You could also configure the base URIs if you wanted this all to be dynamic. This mechanism only works if you don’t explicitly add any endpoints. Choosing to add any endpoint: discovery, metadata, or a specific contract WILL mean you have to specify everything. The implicit behavior will expose all contracts on the endpoint, so a service that implements 2 or more contracts will listen for all contracts when you use implicit listeners.

Previously, we looked at configuring discovery on the server. What about the client? To discover from the client, we use a class named DiscoveryClient. DiscoveryClient implements the WS-Discovery protocol. Discovery is typically done over UDP because UDP allows for endpoints to broadcast a message.

The client uses a FindCriteria instance. In our case, we will ask for discovery to give us the metadata exchange endpoints that have definitions for ITest. Upon finding 1 of these, or timing out, we will resolve the metadata exchange endpoint and ask for information about the endpoint. If at least one of those is found (which it should be but it may disappear in between the first request and this one), extract the ITest information and create an ITest ChannelFactory using the discovered binding and endpoint. Sample code looks exactly like this:

// Create a client to find ITest instance. Return as soon as
// 1 is found.
var discoveryClient = new DiscoveryClient(new UdpDiscoveryEndpoint());
var criteria = FindCriteria.
  CreateMetadataExchangeEndpointCriteria(typeof (ITest));
criteria.MaxResults = 1;
var findResponse = discoveryClient.Find(criteria);
discoveryClient.Close();
if (findResponse.Endpoints.Count > 0)
{
  // Resolve the metadata for the first address.
  // Return the binding and address information.
  var endpoints = MetadataResolver.Resolve(typeof (ITest),
    findResponse.Endpoints[0].Address);
  if (endpoints.Count > 0)
  {
    // Create a factory based on the binding and address information
    // we received from the metadata endpoint.
    var factory = new ChannelFactory<ITest>(endpoints[0].Binding,
      endpoints[0].Address);
    var channel = factory.CreateChannel();

    // Call the add function
    Console.WriteLine(channel.Add(3, 4));
    factory.Close();
  }
}

The above code will fail if authentication credentials other than Windows or anonymous are required. But, if you use standard windows authentication on the service (or nothing) this works well. Discovery is well suited to intranet scenarios, because things like Windows identities and authentication are already in use.

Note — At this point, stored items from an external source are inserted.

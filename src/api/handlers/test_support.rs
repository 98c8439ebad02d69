//! Router harness shared by the handler tests.

use anyhow::{Context, Result};
use axum::{
    body::{to_bytes, Body},
    http::{
        header::{CONTENT_TYPE, COOKIE, SET_COOKIE},
        Method, Request, Response,
    },
    Router,
};
use chrono::{Duration, Utc};
use serde_json::Value;
use std::sync::Arc;
use tokio::sync::mpsc;
use tower::ServiceExt;

use super::auth::{
    session::SESSION_COOKIE_NAME,
    utils::{generate_token, hash_password, hash_token},
    AuthConfig,
};
use crate::{
    api::{
        app,
        email::{EmailDispatcher, EmailMessage},
    },
    store::{memory::MemoryStore, DynStore, NewSession, Role, SessionStore, User},
};

pub(crate) const ADMIN_EMAIL: &str = "admin@example.com";
pub(crate) const FRONTEND: &str = "http://localhost:3000";

pub(crate) struct TestApp {
    pub(crate) router: Router,
    pub(crate) store: Arc<MemoryStore>,
    pub(crate) emails: mpsc::Receiver<EmailMessage>,
}

impl TestApp {
    pub(crate) fn new() -> Result<Self> {
        Self::with_config(AuthConfig::new(FRONTEND.to_string()))
    }

    pub(crate) fn with_config(auth_config: AuthConfig) -> Result<Self> {
        let store = Arc::new(MemoryStore::new());
        let dyn_store: DynStore = store.clone();
        let (dispatcher, emails) = EmailDispatcher::channel(32, ADMIN_EMAIL.to_string());
        let router = app(dyn_store, dispatcher, Arc::new(auth_config))?;
        Ok(Self {
            router,
            store,
            emails,
        })
    }

    pub(crate) async fn send(&self, request: Request<Body>) -> Result<Response<Body>> {
        Ok(self.router.clone().oneshot(request).await?)
    }

    /// Everything queued since the last call.
    pub(crate) fn drain_emails(&mut self) -> Vec<EmailMessage> {
        let mut messages = Vec::new();
        while let Ok(message) = self.emails.try_recv() {
            messages.push(message);
        }
        messages
    }

    /// Every later enqueue fails as if the worker had gone away.
    pub(crate) fn close_email_queue(&mut self) {
        self.emails.close();
    }

    /// Seed a user and open a session for it, returning the cookie header value.
    pub(crate) async fn signed_in(&self, username: &str, role: Role) -> Result<(User, String)> {
        let user = self.store.seed_user(
            username,
            &format!("{username}@example.com"),
            role,
            Some(hash_password("correct horse battery").await?),
        )?;
        let token = generate_token()?;
        self.store
            .create_session(NewSession {
                token_hash: hash_token(&token),
                user_id: user.id,
                expires_at: Utc::now() + Duration::hours(1),
                ip_address: None,
                user_agent: None,
            })
            .await?;
        Ok((user, format!("{SESSION_COOKIE_NAME}={token}")))
    }
}

pub(crate) fn json_request(
    method: Method,
    uri: &str,
    body: &Value,
    cookie: Option<&str>,
) -> Result<Request<Body>> {
    let mut builder = Request::builder()
        .method(method)
        .uri(uri)
        .header(CONTENT_TYPE, "application/json");
    if let Some(cookie) = cookie {
        builder = builder.header(COOKIE, cookie);
    }
    Ok(builder.body(Body::from(serde_json::to_vec(body)?))?)
}

pub(crate) fn get_request(uri: &str, cookie: Option<&str>) -> Result<Request<Body>> {
    let mut builder = Request::builder().method(Method::GET).uri(uri);
    if let Some(cookie) = cookie {
        builder = builder.header(COOKIE, cookie);
    }
    Ok(builder.body(Body::empty())?)
}

pub(crate) async fn body_json(response: Response<Body>) -> Result<Value> {
    let bytes = to_bytes(response.into_body(), usize::MAX).await?;
    Ok(serde_json::from_slice(&bytes)?)
}

pub(crate) async fn error_message(response: Response<Body>) -> Result<String> {
    let body = body_json(response).await?;
    body.get("error")
        .and_then(Value::as_str)
        .map(ToString::to_string)
        .context("response has no error field")
}

/// The `name=value` pair from the response's `Set-Cookie` header.
pub(crate) fn session_cookie(response: &Response<Body>) -> Option<String> {
    response
        .headers()
        .get(SET_COOKIE)
        .and_then(|value| value.to_str().ok())
        .and_then(|value| value.split(';').next())
        .map(ToString::to_string)
}

/// The token carried in a password link email.
pub(crate) fn link_token(message: &EmailMessage) -> Option<String> {
    let start = message.html.find("token=")? + "token=".len();
    let token: String = message.html[start..]
        .chars()
        .take_while(|c| c.is_ascii_alphanumeric() || *c == '-' || *c == '_')
        .collect();
    (!token.is_empty()).then_some(token)
}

By now, you might be wondering where a person would actually use discovery. A common case would be allowing two processes on the same machine to find each other and allow for dynamic naming of all endpoints (such as using GUIDs in the URLs). This could be used by every Windows Service that has an application running in the system tray. In the enterprise, you would use discovery as one part of a publish and subscribe system. The subscribers would query for all endpoints that publish some kind of information (which would allow the subscribers to poll). Alternatively, a publisher could periodically ask for all entities on the network that were interested in a given topic and push to those endpoints. Likewise, a client could look for a service that implemented some other functionality and dynamically configure itself (instead of needing a priori knowledge about how infrastructure is deployed).

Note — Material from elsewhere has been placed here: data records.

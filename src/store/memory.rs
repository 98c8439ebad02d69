//! In-memory store used by handler tests. Enforces the same unique keys and
//! single-review rule as the SQL schema.

use anyhow::{bail, Result};
use async_trait::async_trait;
use chrono::{DateTime, Utc};
use std::{
    cmp,
    collections::HashMap,
    sync::{
        atomic::{AtomicBool, Ordering},
        Mutex,
    },
};
use uuid::Uuid;

use super::{
    AccessRequest, AccessRequestStatus, AccessRequestStore, AccountStore,
    CreateUserOutcome, Credential, HealthStore, InsertOutcome, NewAccessRequest, NewSession,
    NewUser, Review, ReviewDecision, ReviewOutcome, Role, SessionRecord, SessionStore, User,
    VerificationStore,
};

/// Same order as the `ORDER BY` in `PgStore::list_access_requests`.
fn listing_order(a: &AccessRequest, b: &AccessRequest) -> cmp::Ordering {
    b.is_pending()
        .cmp(&a.is_pending())
        .then_with(|| b.requested_at.cmp(&a.requested_at))
}

#[derive(Default)]
struct State {
    access_requests: Vec<AccessRequest>,
    users: Vec<User>,
    /// Credential account password per user id; `None` is a placeholder.
    credentials: HashMap<Uuid, Option<String>>,
    sessions: HashMap<Vec<u8>, SessionRecord>,
    verifications: HashMap<Vec<u8>, (String, DateTime<Utc>)>,
}

impl State {
    fn user_taken(&self, username: &str, email: &str) -> bool {
        self.users
            .iter()
            .any(|user| user.username == username || user.email == email)
    }

    fn insert_user(&mut self, new_user: NewUser, password_hash: Option<String>) -> Option<User> {
        if self.user_taken(&new_user.username, &new_user.email) {
            return None;
        }
        let user = User {
            id: Uuid::new_v4(),
            username: new_user.username,
            display_username: new_user.display_username,
            name: new_user.name,
            email: new_user.email,
            email_verified: false,
            role: new_user.role,
            created_at: Utc::now(),
        };
        self.credentials.insert(user.id, password_hash);
        self.users.push(user.clone());
        Some(user)
    }

    fn credential(&self, user: Option<&User>) -> Option<Credential> {
        user.map(|user| Credential {
            user: user.clone(),
            password_hash: self.credentials.get(&user.id).cloned().flatten(),
        })
    }
}

#[derive(Default)]
pub(crate) struct MemoryStore {
    state: Mutex<State>,
    unhealthy: AtomicBool,
}

impl MemoryStore {
    pub(crate) fn new() -> Self {
        Self::default()
    }

    fn lock(&self) -> Result<std::sync::MutexGuard<'_, State>> {
        match self.state.lock() {
            Ok(guard) => Ok(guard),
            Err(_) => bail!("memory store lock poisoned"),
        }
    }

    /// Seed a user directly, bypassing sign-up rules.
    pub(crate) fn seed_user(
        &self,
        username: &str,
        email: &str,
        role: Role,
        password_hash: Option<String>,
    ) -> Result<User> {
        let new_user = NewUser {
            username: username.to_string(),
            display_username: Some(username.to_string()),
            name: Some(username.to_string()),
            email: email.to_string(),
            role,
        };
        match self.lock()?.insert_user(new_user, password_hash) {
            Some(user) => Ok(user),
            None => bail!("user {username} already exists"),
        }
    }

    /// Seed a request with an explicit status and timestamp.
    pub(crate) fn seed_access_request(
        &self,
        username: &str,
        status: AccessRequestStatus,
        requested_at: DateTime<Utc>,
    ) -> Result<AccessRequest> {
        let request = AccessRequest {
            id: Uuid::new_v4(),
            username: username.to_string(),
            display_username: Some(username.to_string()),
            name: username.to_string(),
            email: format!("{username}@example.com"),
            reason: "I need access for the quarterly audit".to_string(),
            status,
            requested_at,
            reviewed_at: None,
            reviewed_by: None,
            reviewer_notes: None,
        };
        self.lock()?.access_requests.push(request.clone());
        Ok(request)
    }

    pub(crate) fn access_request(&self, id: Uuid) -> Result<Option<AccessRequest>> {
        Ok(self
            .lock()?
            .access_requests
            .iter()
            .find(|request| request.id == id)
            .cloned())
    }

    pub(crate) fn users(&self) -> Result<Vec<User>> {
        Ok(self.lock()?.users.clone())
    }

    pub(crate) fn password_hash(&self, user_id: Uuid) -> Result<Option<String>> {
        Ok(self.lock()?.credentials.get(&user_id).cloned().flatten())
    }

    pub(crate) fn has_credential_account(&self, user_id: Uuid) -> Result<bool> {
        Ok(self.lock()?.credentials.contains_key(&user_id))
    }

    pub(crate) fn session_count(&self) -> Result<usize> {
        Ok(self.lock()?.sessions.len())
    }

    /// Make `ping` fail, as if the database were unreachable.
    pub(crate) fn set_unhealthy(&self, unhealthy: bool) {
        self.unhealthy.store(unhealthy, Ordering::SeqCst);
    }
}

#[async_trait]
impl AccessRequestStore for MemoryStore {
    async fn access_request_by_username(&self, username: &str) -> Result<Option<AccessRequest>> {
        let state = self.lock()?;
        Ok(state
            .access_requests
            .iter()
            .find(|request| request.username == username)
            .cloned())
    }

    async fn access_request_by_email(&self, email: &str) -> Result<Option<AccessRequest>> {
        let state = self.lock()?;
        Ok(state
            .access_requests
            .iter()
            .find(|request| request.email == email)
            .cloned())
    }

    async fn insert_access_request(&self, request: NewAccessRequest) -> Result<InsertOutcome> {
        let mut state = self.lock()?;
        if state
            .access_requests
            .iter()
            .any(|existing| existing.username == request.username)
        {
            return Ok(InsertOutcome::UsernameTaken);
        }
        if state
            .access_requests
            .iter()
            .any(|existing| existing.email == request.email)
        {
            return Ok(InsertOutcome::EmailTaken);
        }
        let created = AccessRequest {
            id: Uuid::new_v4(),
            username: request.username,
            display_username: Some(request.display_username),
            name: request.name,
            email: request.email,
            reason: request.reason,
            status: AccessRequestStatus::Pending,
            requested_at: Utc::now(),
            reviewed_at: None,
            reviewed_by: None,
            reviewer_notes: None,
        };
        state.access_requests.push(created.clone());
        Ok(InsertOutcome::Created(created))
    }

    async fn list_access_requests(&self) -> Result<Vec<AccessRequest>> {
        let mut requests = self.lock()?.access_requests.clone();
        requests.sort_by(listing_order);
        Ok(requests)
    }

    async fn review_access_request(&self, review: Review) -> Result<ReviewOutcome> {
        let mut state = self.lock()?;
        let Some(index) = state
            .access_requests
            .iter()
            .position(|request| request.id == review.id)
        else {
            return Ok(ReviewOutcome::NotFound);
        };
        if !state.access_requests[index].is_pending() {
            return Ok(ReviewOutcome::NotPending);
        }

        let user = match review.decision {
            ReviewDecision::Approve => {
                let current = &state.access_requests[index];
                let new_user = NewUser {
                    username: current.username.clone(),
                    display_username: current.display_username.clone(),
                    name: Some(current.name.clone()),
                    email: current.email.clone(),
                    role: Role::User,
                };
                match state.insert_user(new_user, None) {
                    Some(user) => Some(user),
                    None => return Ok(ReviewOutcome::UserConflict),
                }
            }
            ReviewDecision::Reject => None,
        };

        let request = &mut state.access_requests[index];
        request.status = match review.decision {
            ReviewDecision::Approve => AccessRequestStatus::Approved,
            ReviewDecision::Reject => AccessRequestStatus::Rejected,
        };
        request.reviewed_at = Some(Utc::now());
        request.reviewed_by = Some(review.reviewer);
        request.reviewer_notes = review.notes;
        let request = request.clone();

        Ok(match user {
            Some(user) => ReviewOutcome::Approved { request, user },
            None => ReviewOutcome::Rejected { request },
        })
    }
}

#[async_trait]
impl AccountStore for MemoryStore {
    async fn user_by_id(&self, id: Uuid) -> Result<Option<User>> {
        let state = self.lock()?;
        Ok(state.users.iter().find(|user| user.id == id).cloned())
    }

    async fn user_by_email(&self, email: &str) -> Result<Option<User>> {
        let state = self.lock()?;
        Ok(state.users.iter().find(|user| user.email == email).cloned())
    }

    async fn credential_by_email(&self, email: &str) -> Result<Option<Credential>> {
        let state = self.lock()?;
        Ok(state.credential(state.users.iter().find(|user| user.email == email)))
    }

    async fn credential_by_username(&self, username: &str) -> Result<Option<Credential>> {
        let state = self.lock()?;
        Ok(state.credential(state.users.iter().find(|user| user.username == username)))
    }

    async fn create_user(
        &self,
        user: NewUser,
        password_hash: Option<String>,
    ) -> Result<CreateUserOutcome> {
        Ok(match self.lock()?.insert_user(user, password_hash) {
            Some(user) => CreateUserOutcome::Created(user),
            None => CreateUserOutcome::Conflict,
        })
    }

    async fn set_password(&self, user_id: Uuid, password_hash: &str) -> Result<()> {
        let mut state = self.lock()?;
        if !state.users.iter().any(|user| user.id == user_id) {
            bail!("user {user_id} not found while storing password");
        }
        state
            .credentials
            .insert(user_id, Some(password_hash.to_string()));
        Ok(())
    }
}

#[async_trait]
impl SessionStore for MemoryStore {
    async fn create_session(&self, session: NewSession) -> Result<()> {
        self.lock()?.sessions.insert(
            session.token_hash,
            SessionRecord {
                user_id: session.user_id,
                expires_at: session.expires_at,
            },
        );
        Ok(())
    }

    async fn lookup_session(&self, token_hash: &[u8]) -> Result<Option<SessionRecord>> {
        let state = self.lock()?;
        Ok(state
            .sessions
            .get(token_hash)
            .filter(|record| record.expires_at > Utc::now())
            .cloned())
    }

    async fn delete_session(&self, token_hash: &[u8]) -> Result<()> {
        self.lock()?.sessions.remove(token_hash);
        Ok(())
    }

    async fn delete_user_sessions(&self, user_id: Uuid) -> Result<u64> {
        let mut state = self.lock()?;
        let before = state.sessions.len();
        state.sessions.retain(|_, record| record.user_id != user_id);
        Ok(u64::try_from(before - state.sessions.len()).unwrap_or(0))
    }
}

#[async_trait]
impl VerificationStore for MemoryStore {
    async fn insert_verification(
        &self,
        identifier: &str,
        token_hash: &[u8],
        expires_at: DateTime<Utc>,
    ) -> Result<()> {
        self.lock()?
            .verifications
            .insert(token_hash.to_vec(), (identifier.to_string(), expires_at));
        Ok(())
    }

    async fn consume_verification(&self, token_hash: &[u8]) -> Result<Option<String>> {
        let removed = self.lock()?.verifications.remove(token_hash);
        Ok(removed
            .filter(|(_, expires_at)| *expires_at > Utc::now())
            .map(|(identifier, _)| identifier))
    }
}

#[async_trait]
impl HealthStore for MemoryStore {
    async fn ping(&self) -> Result<()> {
        if self.unhealthy.load(Ordering::SeqCst) {
            bail!("database unavailable");
        }
        Ok(())
    }
}

#[cfg(test)]
mod tests {
    use super::*;
    use chrono::Duration;

    fn request(status: AccessRequestStatus, minutes_ago: i64) -> AccessRequest {
        AccessRequest {
            id: Uuid::new_v4(),
            username: format!("user{minutes_ago}"),
            display_username: None,
            name: "Name".to_string(),
            email: format!("user{minutes_ago}@example.com"),
            reason: "x".repeat(20),
            status,
            requested_at: Utc::now() - Duration::minutes(minutes_ago),
            reviewed_at: None,
            reviewed_by: None,
            reviewer_notes: None,
        }
    }

    #[tokio::test]
    async fn listing_puts_pending_first_then_newest() -> Result<()> {
        let store = MemoryStore::new();
        for (status, minutes_ago) in [
            (AccessRequestStatus::Approved, 1),
            (AccessRequestStatus::Pending, 30),
            (AccessRequestStatus::Rejected, 5),
            (AccessRequestStatus::Pending, 10),
        ] {
            store
                .lock()?
                .access_requests
                .push(request(status, minutes_ago));
        }

        let order: Vec<(AccessRequestStatus, String)> = store
            .list_access_requests()
            .await?
            .into_iter()
            .map(|r| (r.status, r.username))
            .collect();
        assert_eq!(
            order,
            vec![
                (AccessRequestStatus::Pending, "user10".to_string()),
                (AccessRequestStatus::Pending, "user30".to_string()),
                (AccessRequestStatus::Approved, "user1".to_string()),
                (AccessRequestStatus::Rejected, "user5".to_string()),
            ]
        );
        Ok(())
    }
}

To make a service discoverable on the server, you add a ServiceDiscoveryBehavior to the service. This behavior, when combined with a UdpDiscoveryEndpoint, allows the service to be found over a broadcast message sent on the network. If you want clients to be able to automatically configure themselves, you need to add an IMetadataExchange endpoint as well. The IMetadataExchange endpoint allows the service to send information about the contracts in use, the bindings against those contracts, and address information on where the service is listening for messages.

The following code constructs a ServiceHost for some service, TestService, that implements a contract named ITest.

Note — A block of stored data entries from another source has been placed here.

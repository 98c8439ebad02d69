use crate::cli::actions::{server, Action};
use anyhow::Result;

/// Execute the provided action.
/// # Errors
/// Returns an error if the action fails.
pub async fn execute(action: Action) -> Result<()> {
    match action {
        Action::Server(args) => server::execute(args).await,
    }
}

var baseUri = string.Format("net.tcp://{0}/Test", Environment.MachineName);
using (var host = new ServiceHost(typeof(TestService), new Uri(baseUri)))
{
  // Make the service discoverable and make sure it has an
  // endpoint to announce its presence.
  var discoveryBehavior = new ServiceDiscoveryBehavior();
  discoveryBehavior.AnnouncementEndpoints.Add(
    new UdpAnnouncementEndpoint());
  host.Description.Behaviors.Add(discoveryBehavior);

  // Make sure the service can respond to probes.
  host.AddServiceEndpoint(new UdpDiscoveryEndpoint());

  // Add the ability to handle Metadata requests (aka WSDL)
  host.Description.Behaviors.Add(new ServiceMetadataBehavior());
  host.AddServiceEndpoint(typeof(IMetadataExchange),
    MetadataExchangeBindings.CreateMexTcpBinding(), "/mex");

  // Tell the service to listen for ITest messages on net.tcp
  host.AddServiceEndpoint(typeof (ITest), new NetTcpBinding(),
    string.Empty);

  // Open the host and start listening.
  host.Open();

  // Display what we are listening for
  foreach (var endpoint in host.Description.Endpoints)
  {
    Console.WriteLine("{0}: {1}",
      endpoint.Contract.Name,
      endpoint.ListenUri);
  }

  // Wait until we are done.
  Console.WriteLine("Press [Enter] to exit");
  Console.ReadLine();
}

With this code, we have a service that is discoverable and callable without requiring a client to have any code or configuration that is specific to our service (though it may if the developer chooses).

Previously, I had thought I found a way to speed up discovery by limiting the search time. It turns out that there are better ways to achieve the same goal. When limiting duration, you are trying to find all endpoints implementing a given contract within a specific period of time. However, you may have other criteria, like you just want an endpoint that implements a contract. As soon as you find that endpoint, you are happy. This is pretty simple to do as well. On your FindCriteria object, just tell it you want it to stop when it finds 1 instance OR times out. Instead of setting the duration, set the MaxResults property to 1:

FindCriteria criteria = new FindCriteria(typeof(ITest));
criteria.MaxResults = 1;

That’s all there is to it!

I was digging into WCF’s implementation of WS-Discovery today and was somewhat appalled by how long it took to discover a service from a client when both endpoints lived on the same machine. I setup tracing and message logging to dig into why things were taking so long. Inside the messages, I found this nugget in the WS-Discovery probe messages:

<s:Body>
  <Probe xmlns="http://docs.oasis-open.org/ws-dd/ns/discovery/2009/01">
    <d:Types 

      xmlns:d="http://docs.oasis-open.org/ws-dd/ns/discovery/2009/01" 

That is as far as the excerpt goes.